/// Categorical facet: admit every value, or exactly one label.
#[derive(Clone, Debug, Default, PartialEq, Eq)]
pub enum Facet {
    #[default]
    All,
    Only(String),
}

impl Facet {
    pub fn only(label: impl Into<String>) -> Self {
        Self::Only(label.into())
    }

    /// The selected label, if the facet is narrowed.
    pub fn label(&self) -> Option<&str> {
        match self {
            Self::All => None,
            Self::Only(label) => Some(label.as_str()),
        }
    }

    /// Exact-match admission. A missing field never matches a narrowed
    /// facet, it just fails the clause.
    pub fn admits(&self, value: Option<&str>) -> bool {
        match self {
            Self::All => true,
            Self::Only(want) => value.is_some_and(|v| v == want),
        }
    }
}

/// Items a [`FilterState`] can judge.
pub trait Filterable {
    /// String fields scanned by the free-text clause. Absent fields are
    /// simply not returned.
    fn search_fields(&self) -> Vec<&str>;

    fn status_label(&self) -> Option<&str>;

    fn category_label(&self) -> Option<&str>;
}

/// Free-text query plus two categorical facets.
///
/// Lives for a screen's lifetime and is never persisted; all mutation goes
/// through [`FilterState::apply`].
#[derive(Clone, Debug, Default, PartialEq, Eq)]
pub struct FilterState {
    pub query: String,
    pub status: Facet,
    pub category: Facet,
}

/// Partial update merged into a [`FilterState`].
#[derive(Clone, Debug, Default)]
pub struct FilterPatch {
    pub query: Option<String>,
    pub status: Option<Facet>,
    pub category: Option<Facet>,
}

impl FilterPatch {
    pub fn query(value: impl Into<String>) -> Self {
        Self {
            query: Some(value.into()),
            ..Self::default()
        }
    }

    pub fn status(facet: Facet) -> Self {
        Self {
            status: Some(facet),
            ..Self::default()
        }
    }

    pub fn category(facet: Facet) -> Self {
        Self {
            category: Some(facet),
            ..Self::default()
        }
    }
}

impl FilterState {
    pub fn apply(&mut self, patch: FilterPatch) {
        if let Some(query) = patch.query {
            self.query = query;
        }
        if let Some(status) = patch.status {
            self.status = status;
        }
        if let Some(category) = patch.category {
            self.category = category;
        }
    }

    pub fn is_default(&self) -> bool {
        self.query.is_empty() && self.status == Facet::All && self.category == Facet::All
    }

    /// True iff the query clause and both facet clauses all hold.
    ///
    /// The query is a case-insensitive substring scan over the item's
    /// searchable fields (plain lowercasing, not locale collation). Pure
    /// and total; never reorders anything.
    pub fn matches<T: Filterable>(&self, item: &T) -> bool {
        let query = self.query.trim().to_lowercase();
        let query_ok = query.is_empty()
            || item
                .search_fields()
                .iter()
                .any(|field| field.to_lowercase().contains(&query));

        query_ok
            && self.status.admits(item.status_label())
            && self.category.admits(item.category_label())
    }
}

#[cfg(test)]
mod tests {
    use super::*;

    struct Row {
        name: Option<String>,
        id: String,
        status: Option<String>,
        category: Option<String>,
    }

    impl Row {
        fn new(id: &str, name: Option<&str>) -> Self {
            Self {
                name: name.map(str::to_string),
                id: id.to_string(),
                status: None,
                category: None,
            }
        }
    }

    impl Filterable for Row {
        fn search_fields(&self) -> Vec<&str> {
            let mut fields = vec![self.id.as_str()];
            if let Some(name) = self.name.as_deref() {
                fields.push(name);
            }
            fields
        }

        fn status_label(&self) -> Option<&str> {
            self.status.as_deref()
        }

        fn category_label(&self) -> Option<&str> {
            self.category.as_deref()
        }
    }

    #[test]
    fn query_is_case_insensitive_substring() {
        let rohit = Row::new("WEC001", Some("Rohit Rajput"));
        let priya = Row::new("WEC002", Some("Priya Sharma"));

        let mut filter = FilterState::default();
        filter.apply(FilterPatch::query("roh"));

        assert!(filter.matches(&rohit));
        assert!(!filter.matches(&priya));
    }

    #[test]
    fn query_scans_every_search_field() {
        let row = Row::new("WEC042", Some("Amit Verma"));
        let mut filter = FilterState::default();
        filter.apply(FilterPatch::query("042"));
        assert!(filter.matches(&row));
    }

    #[test]
    fn missing_fields_fail_the_clause_without_panicking() {
        let bare = Row::new("WEC003", None);

        let mut by_status = FilterState::default();
        by_status.apply(FilterPatch::status(Facet::only("Active")));
        assert!(!by_status.matches(&bare));

        let mut by_category = FilterState::default();
        by_category.apply(FilterPatch::category(Facet::only("AC")));
        assert!(!by_category.matches(&bare));

        assert!(FilterState::default().matches(&bare));
    }

    #[test]
    fn facets_require_exact_equality() {
        let mut row = Row::new("WEC004", Some("Sneha Gupta"));
        row.status = Some("Active".to_string());

        let mut filter = FilterState::default();
        filter.apply(FilterPatch::status(Facet::only("Act")));
        assert!(!filter.matches(&row));

        filter.apply(FilterPatch::status(Facet::only("Active")));
        assert!(filter.matches(&row));
    }

    #[test]
    fn patch_merges_only_named_fields() {
        let mut filter = FilterState::default();
        filter.apply(FilterPatch::query("kent"));
        filter.apply(FilterPatch::status(Facet::only("Expired")));

        assert_eq!(filter.query, "kent");
        assert_eq!(filter.status, Facet::only("Expired"));
        assert_eq!(filter.category, Facet::All);
        assert!(!filter.is_default());
    }
}
pub mod contracts;
pub mod home;
pub mod login;
pub mod profile;
pub mod transactions;
pub mod wallet;
use ratatui::{
    Frame,
    layout::Rect,
    style::{Modifier, Style},
    text::{Line, Span},
    widgets::{Block, BorderType, Borders, Paragraph, Widget},
};

use crate::ui::theme::Theme;

/// Bordered container used for panels and summary tiles.
pub struct Card<'a> {
    title: &'a str,
    theme: &'a Theme,
    focused: bool,
}

impl<'a> Card<'a> {
    pub fn new(title: &'a str, theme: &'a Theme) -> Self {
        Self {
            title,
            theme,
            focused: false,
        }
    }

    pub fn focused(mut self, focused: bool) -> Self {
        self.focused = focused;
        self
    }

    pub fn block(&self) -> Block<'a> {
        let border_color = if self.focused {
            self.theme.border_focused
        } else {
            self.theme.border
        };

        Block::default()
            .title(Span::styled(
                format!(" {} ", self.title),
                Style::default().fg(self.theme.accent),
            ))
            .borders(Borders::ALL)
            .border_type(BorderType::Rounded)
            .border_style(Style::default().fg(border_color))
            .style(Style::default().bg(self.theme.surface))
    }

    pub fn inner(&self, area: Rect) -> Rect {
        self.block().inner(area)
    }

    pub fn render_frame(&self, frame: &mut Frame<'_>, area: Rect) {
        frame.render_widget(self.block(), area);
    }

    pub fn render_with<W: Widget>(&self, frame: &mut Frame<'_>, area: Rect, content: W) {
        let inner = self.inner(area);
        frame.render_widget(self.block(), area);
        frame.render_widget(content, inner);
    }
}

/// Label-over-value summary tile, the TUI rendering of the apps' summary
/// cards.
pub struct StatCard<'a> {
    title: &'a str,
    value: String,
    value_style: Style,
    subtitle: Option<String>,
    theme: &'a Theme,
}

impl<'a> StatCard<'a> {
    pub fn new(title: &'a str, value: impl Into<String>, theme: &'a Theme) -> Self {
        Self {
            title,
            value: value.into(),
            value_style: Style::default().fg(theme.text),
            subtitle: None,
            theme,
        }
    }

    pub fn value_style(mut self, style: Style) -> Self {
        self.value_style = style;
        self
    }

    pub fn subtitle(mut self, subtitle: impl Into<String>) -> Self {
        self.subtitle = Some(subtitle.into());
        self
    }

    pub fn render(&self, frame: &mut Frame<'_>, area: Rect) {
        let card = Card::new(self.title, self.theme);
        let inner = card.inner(area);
        card.render_frame(frame, area);

        let mut lines = vec![Line::from(Span::styled(
            self.value.clone(),
            self.value_style.add_modifier(Modifier::BOLD),
        ))];
        if let Some(subtitle) = &self.subtitle {
            lines.push(Line::from(Span::styled(
                subtitle.clone(),
                Style::default().fg(self.theme.dim),
            )));
        }

        frame.render_widget(Paragraph::new(lines), inner);
    }
}
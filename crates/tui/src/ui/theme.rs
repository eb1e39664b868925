use ratatui::style::Color;

#[derive(Debug, Clone, Copy)]
pub struct Theme {
    pub background: Color,
    pub surface: Color,
    pub text: Color,
    pub text_muted: Color,
    pub dim: Color,
    pub accent: Color,
    pub border: Color,
    pub border_focused: Color,
    pub positive: Color,
    pub negative: Color,
    pub warning: Color,
    pub error: Color,
}

impl Default for Theme {
    fn default() -> Self {
        Self {
            background: Color::Rgb(10, 12, 18),
            surface: Color::Rgb(22, 26, 34),
            text: Color::Rgb(222, 222, 222),
            text_muted: Color::Rgb(170, 174, 180),
            dim: Color::Rgb(130, 134, 140),
            accent: Color::Rgb(86, 148, 228),
            border: Color::Rgb(60, 66, 76),
            border_focused: Color::Rgb(86, 148, 228),
            positive: Color::Rgb(60, 180, 110),
            negative: Color::Rgb(220, 90, 80),
            warning: Color::Rgb(222, 170, 70),
            error: Color::Rgb(210, 80, 80),
        }
    }
}
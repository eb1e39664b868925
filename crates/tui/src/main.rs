mod app;
mod client;
mod config;
mod error;
mod form;
mod model;
mod session;
mod ui;

use crate::{config::AppConfig, error::Result};

#[tokio::main]
async fn main() -> Result<()> {
    let config = config::load()?;
    init_tracing(&config)?;

    let mut app = app::App::new(config)?;
    app.run().await?;
    Ok(())
}

/// Logging goes to a file, never to stdout: the terminal belongs to
/// ratatui's alternate screen while the app runs.
fn init_tracing(config: &AppConfig) -> Result<()> {
    let Some(path) = config.log_file.as_deref() else {
        return Ok(());
    };
    let file = std::fs::File::create(path)?;
    tracing_subscriber::fmt()
        .with_env_filter(format!(
            "wecdesk_tui={level},listview={level}",
            level = config.log_level
        ))
        .with_writer(std::sync::Mutex::new(file))
        .with_ansi(false)
        .init();
    Ok(())
}
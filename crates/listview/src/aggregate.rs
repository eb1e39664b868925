use std::collections::BTreeMap;

use chrono::NaiveDate;

use crate::money::Money;

pub const STATUS_ACTIVE: &str = "Active";
pub const STATUS_EXPIRED: &str = "Expired";
pub const STATUS_EXPIRING_SOON: &str = "Expiring Soon";

/// Bucket for statuses outside the known vocabulary. Counting them here
/// instead of dropping them keeps `sum(by_status) == total`.
pub const STATUS_OTHER: &str = "Other";

/// Items an [`Aggregate`] can be computed over.
pub trait Summarize {
    /// Status bucket this item counts under, if classified.
    fn status_bucket(&self) -> Option<&str>;

    /// Key for the money sums (e.g. `"credit"` / `"debit"`). Items without
    /// a kind contribute to no sum.
    fn amount_bucket(&self) -> Option<&str> {
        None
    }

    fn amount(&self) -> Money {
        Money::ZERO
    }
}

/// Summary counts and sums over a full collection.
///
/// Always recomputed from scratch when the underlying data changes — the
/// server sends full replacements, so there is nothing to patch
/// incrementally.
#[derive(Clone, Debug, Default, PartialEq, Eq)]
pub struct Aggregate {
    pub total: usize,
    pub by_status: BTreeMap<String, usize>,
    pub sum_by_kind: BTreeMap<String, Money>,
}

impl Aggregate {
    pub fn count(&self, status: &str) -> usize {
        self.by_status.get(status).copied().unwrap_or(0)
    }

    pub fn sum(&self, kind: &str) -> Money {
        self.sum_by_kind.get(kind).copied().unwrap_or(Money::ZERO)
    }
}

/// Single pass over `items` producing total, per-status counts, and
/// per-kind money sums. Unknown statuses land in [`STATUS_OTHER`].
pub fn summarize<T: Summarize>(items: &[T]) -> Aggregate {
    let mut by_status: BTreeMap<String, usize> = BTreeMap::new();
    let mut sum_by_kind: BTreeMap<String, Money> = BTreeMap::new();

    for item in items {
        let bucket = item.status_bucket().unwrap_or(STATUS_OTHER);
        *by_status.entry(bucket.to_string()).or_insert(0) += 1;

        if let Some(kind) = item.amount_bucket() {
            let entry = sum_by_kind.entry(kind.to_string()).or_insert(Money::ZERO);
            *entry = entry.saturating_add(item.amount());
        }
    }

    Aggregate {
        total: items.len(),
        by_status,
        sum_by_kind,
    }
}

/// Whether a third "Expiring Soon" bucket exists, and how wide it is.
///
/// The product screens disagree on this, so it is policy rather than a
/// default: with no threshold a contract is only `Active` or `Expired`.
#[derive(Clone, Copy, Debug, Default, PartialEq, Eq)]
pub struct ExpiryPolicy {
    pub expiring_within_days: Option<u32>,
}

impl ExpiryPolicy {
    pub fn with_window(days: u32) -> Self {
        Self {
            expiring_within_days: Some(days),
        }
    }
}

/// Classifies a contract window against `today`.
///
/// Status is derived, never stored: `Expired` iff the end date is strictly
/// before today, else `Active`, unless the policy puts it in the
/// `Expiring Soon` window.
pub fn classify_expiry(end_date: NaiveDate, today: NaiveDate, policy: ExpiryPolicy) -> &'static str {
    if end_date < today {
        return STATUS_EXPIRED;
    }
    if let Some(days) = policy.expiring_within_days
        && (end_date - today).num_days() <= i64::from(days)
    {
        return STATUS_EXPIRING_SOON;
    }
    STATUS_ACTIVE
}

#[cfg(test)]
mod tests {
    use super::*;

    struct Entry {
        status: Option<&'static str>,
        kind: Option<&'static str>,
        amount: Money,
    }

    impl Summarize for Entry {
        fn status_bucket(&self) -> Option<&str> {
            self.status
        }

        fn amount_bucket(&self) -> Option<&str> {
            self.kind
        }

        fn amount(&self) -> Money {
            self.amount
        }
    }

    fn entry(status: Option<&'static str>, kind: Option<&'static str>, paise: i64) -> Entry {
        Entry {
            status,
            kind,
            amount: Money::new(paise),
        }
    }

    #[test]
    fn status_counts_cover_the_whole_collection() {
        let items = vec![
            entry(Some(STATUS_ACTIVE), None, 0),
            entry(Some(STATUS_ACTIVE), None, 0),
            entry(Some(STATUS_EXPIRED), None, 0),
            entry(Some("Suspended"), None, 0),
            entry(None, None, 0),
        ];

        let agg = summarize(&items);
        assert_eq!(agg.total, 5);
        assert_eq!(agg.count(STATUS_ACTIVE), 2);
        assert_eq!(agg.count(STATUS_EXPIRED), 1);
        assert_eq!(agg.count(STATUS_OTHER), 2);
        assert_eq!(agg.by_status.values().sum::<usize>(), agg.total);
    }

    #[test]
    fn empty_collection_summarizes_cleanly() {
        let agg = summarize::<Entry>(&[]);
        assert_eq!(agg.total, 0);
        assert!(agg.by_status.is_empty());
        assert_eq!(agg.sum("credit"), Money::ZERO);
    }

    #[test]
    fn kind_sums_are_decimal_safe() {
        let items = vec![
            entry(None, Some("credit"), 1000_00),
            entry(None, Some("credit"), 150_00),
            entry(None, Some("debit"), 1200_00),
            // Corrupt row normalized to zero at the boundary.
            entry(None, Some("debit"), Money::from_rupees(f64::NAN).paise()),
        ];

        let agg = summarize(&items);
        assert_eq!(agg.sum("credit"), Money::new(1150_00));
        assert_eq!(agg.sum("debit"), Money::new(1200_00));
    }

    #[test]
    fn expiry_is_strictly_before_today() {
        let today = NaiveDate::from_ymd_opt(2025, 10, 15).unwrap();
        let policy = ExpiryPolicy::default();

        let yesterday = NaiveDate::from_ymd_opt(2025, 10, 14).unwrap();
        let next_year = NaiveDate::from_ymd_opt(2026, 10, 15).unwrap();
        assert_eq!(classify_expiry(yesterday, today, policy), STATUS_EXPIRED);
        assert_eq!(classify_expiry(today, today, policy), STATUS_ACTIVE);
        assert_eq!(classify_expiry(next_year, today, policy), STATUS_ACTIVE);
    }

    #[test]
    fn expiring_soon_needs_an_explicit_window() {
        let today = NaiveDate::from_ymd_opt(2025, 10, 15).unwrap();
        let in_ten_days = NaiveDate::from_ymd_opt(2025, 10, 25).unwrap();

        assert_eq!(
            classify_expiry(in_ten_days, today, ExpiryPolicy::default()),
            STATUS_ACTIVE
        );
        assert_eq!(
            classify_expiry(in_ten_days, today, ExpiryPolicy::with_window(30)),
            STATUS_EXPIRING_SOON
        );
        assert_eq!(
            classify_expiry(in_ten_days, today, ExpiryPolicy::with_window(5)),
            STATUS_ACTIVE
        );
    }
}
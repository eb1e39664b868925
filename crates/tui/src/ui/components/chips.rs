use ratatui::{
    style::{Modifier, Style},
    text::{Line, Span},
};

use crate::ui::theme::Theme;

/// One row of filter chips: `Status: [All] Active Expired`, with the
/// active choice highlighted. `active == None` highlights "All".
pub fn chip_row<'a>(
    label: &'a str,
    options: &[&str],
    active: Option<&str>,
    theme: &Theme,
) -> Line<'a> {
    let mut spans = vec![
        Span::styled(format!("{label}: "), Style::default().fg(theme.dim)),
        chip("All", active.is_none(), theme),
    ];
    for option in options {
        spans.push(Span::raw(" "));
        spans.push(chip(option, active == Some(*option), theme));
    }
    Line::from(spans)
}

fn chip(label: &str, selected: bool, theme: &Theme) -> Span<'static> {
    if selected {
        Span::styled(
            format!("[{label}]"),
            Style::default()
                .fg(theme.accent)
                .add_modifier(Modifier::BOLD),
        )
    } else {
        Span::styled(format!(" {label} "), Style::default().fg(theme.text_muted))
    }
}
use reqwest::Url;
use serde::{Serialize, de::DeserializeOwned};

use api_types::{
    Envelope,
    contract::{ContractNew, ContractView},
    dashboard::DashboardTotals,
    transaction::TransactionView,
    user::{AdminLogin, UserView},
    wallet::WalletSummary,
};
use listview::FetchError;

use crate::error::{AppError, Result};

/// Thin wrapper over the admin HTTP API.
///
/// Every method returns `FetchError`, never a raw reqwest error, so results
/// feed straight into a resource or controller: transport problems become
/// `Network`, an envelope with `status: false` becomes `Rejected`, and a
/// successful envelope without required data becomes `Malformed`.
#[derive(Debug, Clone)]
pub struct Client {
    base_url: Url,
    http: reqwest::Client,
}

impl Client {
    pub fn new(base_url: &str) -> Result<Self> {
        if base_url.trim().is_empty() {
            return Err(AppError::BaseUrl("base_url is empty".to_string()));
        }
        let base_url = Url::parse(base_url).map_err(|err| AppError::BaseUrl(err.to_string()))?;
        Ok(Self {
            base_url,
            http: reqwest::Client::new(),
        })
    }

    pub async fn login(&self, email: &str, password: &str) -> std::result::Result<UserView, FetchError> {
        let payload = AdminLogin {
            email: email.to_string(),
            password: password.to_string(),
        };
        let envelope = self
            .post_envelope("api/nodeadmin/adminlogin", &payload)
            .await?;
        require_data(envelope, "user")
    }

    pub async fn contracts(
        &self,
        admin_id: &str,
    ) -> std::result::Result<Vec<ContractView>, FetchError> {
        let path = format!("api/amc/get-all-amc-by-admin/{admin_id}");
        let envelope = self.get_envelope(&path, &[]).await?;
        require_list(envelope)
    }

    /// Creates a contract and returns the server's confirmation message.
    pub async fn create_contract(
        &self,
        body: &ContractNew,
    ) -> std::result::Result<String, FetchError> {
        let envelope: Envelope<serde_json::Value> =
            self.post_envelope("api/amc/create-amc", body).await?;
        if !envelope.status {
            return Err(rejection(envelope.message));
        }
        Ok(envelope
            .message
            .unwrap_or_else(|| "WEC created".to_string()))
    }

    pub async fn dashboard_totals(
        &self,
        role: &str,
        email: &str,
    ) -> std::result::Result<DashboardTotals, FetchError> {
        let envelope = self
            .get_envelope(
                "api/dashboard/get-all-amc-total",
                &[("role", role), ("createdByEmail", email)],
            )
            .await?;
        require_data(envelope, "dashboard totals")
    }

    pub async fn wallet_summary(
        &self,
        admin_id: &str,
    ) -> std::result::Result<WalletSummary, FetchError> {
        let path = format!("api/transaction/getWalletManagementByAdmin/{admin_id}");
        let envelope = self.get_envelope(&path, &[]).await?;
        require_data(envelope, "wallet summary")
    }

    pub async fn wallet_transactions(
        &self,
        role: &str,
        email: &str,
    ) -> std::result::Result<Vec<TransactionView>, FetchError> {
        let envelope = self
            .get_envelope(
                "api/transaction/get-transaction-by-admin-with-pagination",
                &[("role", role), ("createdByEmail", email)],
            )
            .await?;
        require_list(envelope)
    }

    fn endpoint(&self, path: &str, query: &[(&str, &str)]) -> std::result::Result<Url, FetchError> {
        let mut url = self
            .base_url
            .join(path)
            .map_err(|err| FetchError::Malformed(format!("invalid endpoint {path}: {err}")))?;
        if !query.is_empty() {
            let mut pairs = url.query_pairs_mut();
            for (key, value) in query {
                pairs.append_pair(key, value);
            }
        }
        Ok(url)
    }

    async fn get_envelope<T: DeserializeOwned>(
        &self,
        path: &str,
        query: &[(&str, &str)],
    ) -> std::result::Result<Envelope<T>, FetchError> {
        let url = self.endpoint(path, query)?;
        let response = self.http.get(url).send().await.map_err(|err| {
            tracing::debug!(path, "request failed: {err}");
            FetchError::Network(err.to_string())
        })?;
        decode(path, response).await
    }

    async fn post_envelope<T: DeserializeOwned, B: Serialize>(
        &self,
        path: &str,
        body: &B,
    ) -> std::result::Result<Envelope<T>, FetchError> {
        let url = self.endpoint(path, &[])?;
        let response = self
            .http
            .post(url)
            .json(body)
            .send()
            .await
            .map_err(|err| {
                tracing::debug!(path, "request failed: {err}");
                FetchError::Network(err.to_string())
            })?;
        decode(path, response).await
    }
}

/// The backend reports failures inside the body and may pair them with any
/// HTTP status, so the envelope is parsed regardless of the code. A body
/// that parses as no envelope at all is malformed on a 2xx and a transport
/// failure otherwise.
async fn decode<T: DeserializeOwned>(
    path: &str,
    response: reqwest::Response,
) -> std::result::Result<Envelope<T>, FetchError> {
    let status = response.status();
    match response.json::<Envelope<T>>().await {
        Ok(envelope) => Ok(envelope),
        Err(err) if status.is_success() => {
            tracing::debug!(path, %status, "undecodable body: {err}");
            Err(FetchError::Malformed(err.to_string()))
        }
        Err(_) => Err(FetchError::Network(format!("http {status}"))),
    }
}

fn rejection(message: Option<String>) -> FetchError {
    FetchError::Rejected(message.unwrap_or_else(|| "request rejected".to_string()))
}

/// A successful list envelope with no `data` means "no records".
fn require_list<T>(envelope: Envelope<Vec<T>>) -> std::result::Result<Vec<T>, FetchError> {
    if !envelope.status {
        return Err(rejection(envelope.message));
    }
    Ok(envelope.data.unwrap_or_default())
}

/// A successful detail envelope must carry its payload.
fn require_data<T>(envelope: Envelope<T>, what: &str) -> std::result::Result<T, FetchError> {
    if !envelope.status {
        return Err(rejection(envelope.message));
    }
    envelope
        .data
        .ok_or_else(|| FetchError::Malformed(format!("{what} missing from response")))
}

#[cfg(test)]
mod tests {
    use super::*;

    fn envelope<T>(status: bool, data: Option<T>, message: Option<&str>) -> Envelope<T> {
        Envelope {
            status,
            data,
            message: message.map(str::to_string),
        }
    }

    #[test]
    fn empty_base_url_is_refused() {
        assert!(Client::new("").is_err());
        assert!(Client::new("   ").is_err());
        assert!(Client::new("not a url").is_err());
        assert!(Client::new("http://127.0.0.1:8000").is_ok());
    }

    #[test]
    fn rejected_envelope_surfaces_its_message() {
        let env = envelope::<Vec<u8>>(false, None, Some("invalid admin"));
        assert_eq!(
            require_list(env),
            Err(FetchError::Rejected("invalid admin".to_string()))
        );
    }

    #[test]
    fn successful_list_without_data_is_empty() {
        let env = envelope::<Vec<u8>>(true, None, None);
        assert_eq!(require_list(env), Ok(Vec::new()));
    }

    #[test]
    fn successful_detail_without_data_is_malformed() {
        let env = envelope::<u8>(true, None, None);
        assert!(matches!(
            require_data(env, "wallet summary"),
            Err(FetchError::Malformed(_))
        ));
    }
}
-=-=-=-=-
EXERCISE >>
Lines containing the string "ContractNew": report how many there are in the material above, and nothing more.

SOLUTION FOR THIS EXERCISE >>
2